- **Required action**: Look for the word "crate" in the entries below, then copy every line that has it.

- **Exercise data**:
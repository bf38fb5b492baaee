use crate::schema::TypeValidationError;
use crate::types::GraphQLType;
use crate::types::GraphQLTypeKind;
use crate::types::InputObjectType;
use crate::types::InputValue;
use crate::types::TypeAnnotation;
use indexmap::IndexMap;
use std::collections::HashSet;

pub(crate) struct InputObjectTypeValidator<'a> {
    errors: Vec<TypeValidationError>,
    type_: &'a InputObjectType,
    types_map: &'a IndexMap<String, GraphQLType>,
}
impl<'a> InputObjectTypeValidator<'a> {
    pub fn new(
        type_: &'a InputObjectType,
        types_map: &'a IndexMap<String, GraphQLType>,
    ) -> Self {
        Self {
            errors: vec![],
            type_,
            types_map,
        }
    }

    pub fn validate(mut self) -> Vec<TypeValidationError> {
        let fields = self.type_.fields();
        if fields.is_empty() {
            self.errors.push(TypeValidationError::EmptyFieldSet {
                kind: GraphQLTypeKind::InputObject,
                type_name: self.type_.name().to_string(),
            });
        }
        for field_name in fields.keys() {
            if field_name.starts_with("__") {
                self.errors.push(TypeValidationError::InvalidDunderPrefixedFieldName {
                    field_name: field_name.to_string(),
                    type_name: self.type_.name().to_string(),
                });
            }
        }
        self.validate_fields_recursive(
            self.type_.name(),
            fields,
            &mut vec![],
            HashSet::from([self.type_.name()]),
        );
        self.errors
    }

    fn validate_fields_recursive(
        &mut self,
        type_name: &'a str,
        fields: &'a IndexMap<String, InputValue>,
        path: &mut Vec<(&'a str, Option<&'a str>)>,
        seen_type_names: HashSet<&'a str>,
    ) {
        let is_root = type_name == self.type_.name() && path.is_empty();
        for (field_name, field) in fields {
            let innermost_type_name = field.type_annotation().innermost_type_name();
            let Some(innermost_type) = self.types_map.get(innermost_type_name) else {
                if is_root {
                    self.errors.push(TypeValidationError::UndefinedTypeName {
                        undefined_type_name: innermost_type_name.to_string(),
                    });
                }
                continue;
            };

            // Input object fields can not be declared with an output type.
            //
            // https://spec.graphql.org/October2021/#sel-IAHhBXDDBFCAACEB4iG
            if is_root && !innermost_type.is_input_type() {
                self.errors.push(TypeValidationError::InvalidInputFieldWithOutputType {
                    field_name: field_name.to_owned(),
                    invalid_type_name: innermost_type_name.to_string(),
                    parent_type_name: type_name.to_owned(),
                });
            }

            // Look for input-type cycles that aren't broken by at least one
            // nullable type.
            if annot_breaks_input_cycle(field.type_annotation()) {
                continue;
            }
            path.push((type_name, Some(field_name)));
            if innermost_type_name == self.type_.name() {
                let mut circular_field_path = path
                    .iter()
                    .map(|(type_name, field_name)| match field_name {
                        Some(field_name) => format!("{type_name}.{field_name}"),
                        None => type_name.to_string(),
                    })
                    .collect::<Vec<_>>();
                circular_field_path.push(innermost_type_name.to_string());
                self.errors.push(TypeValidationError::CircularInputFieldChain {
                    circular_field_path,
                });
            } else if !seen_type_names.contains(innermost_type_name)
                && let GraphQLType::InputObject(input_obj_type) = innermost_type
            {
                let mut seen_type_names = seen_type_names.clone();
                seen_type_names.insert(innermost_type_name);
                self.validate_fields_recursive(
                    innermost_type_name,
                    input_obj_type.fields(),
                    path,
                    seen_type_names,
                );
            }
            path.pop();
        }
    }
}

/// A nullable field or any list (which may be empty) lets a value stop
/// the chain.
fn annot_breaks_input_cycle(type_annot: &TypeAnnotation) -> bool {
    match type_annot {
        TypeAnnotation::List(_) => true,
        TypeAnnotation::Named(named_annot) => named_annot.nullable(),
    }
}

- **Task response**:
use crate::schema::TypeValidationError;
use crate::types::GraphQLType;
use crate::types::GraphQLTypeKind;
use crate::types::InputObjectType;
use crate::types::InputValue;
use crate::types::TypeAnnotation;
pub(crate) struct InputObjectTypeValidator<'a> {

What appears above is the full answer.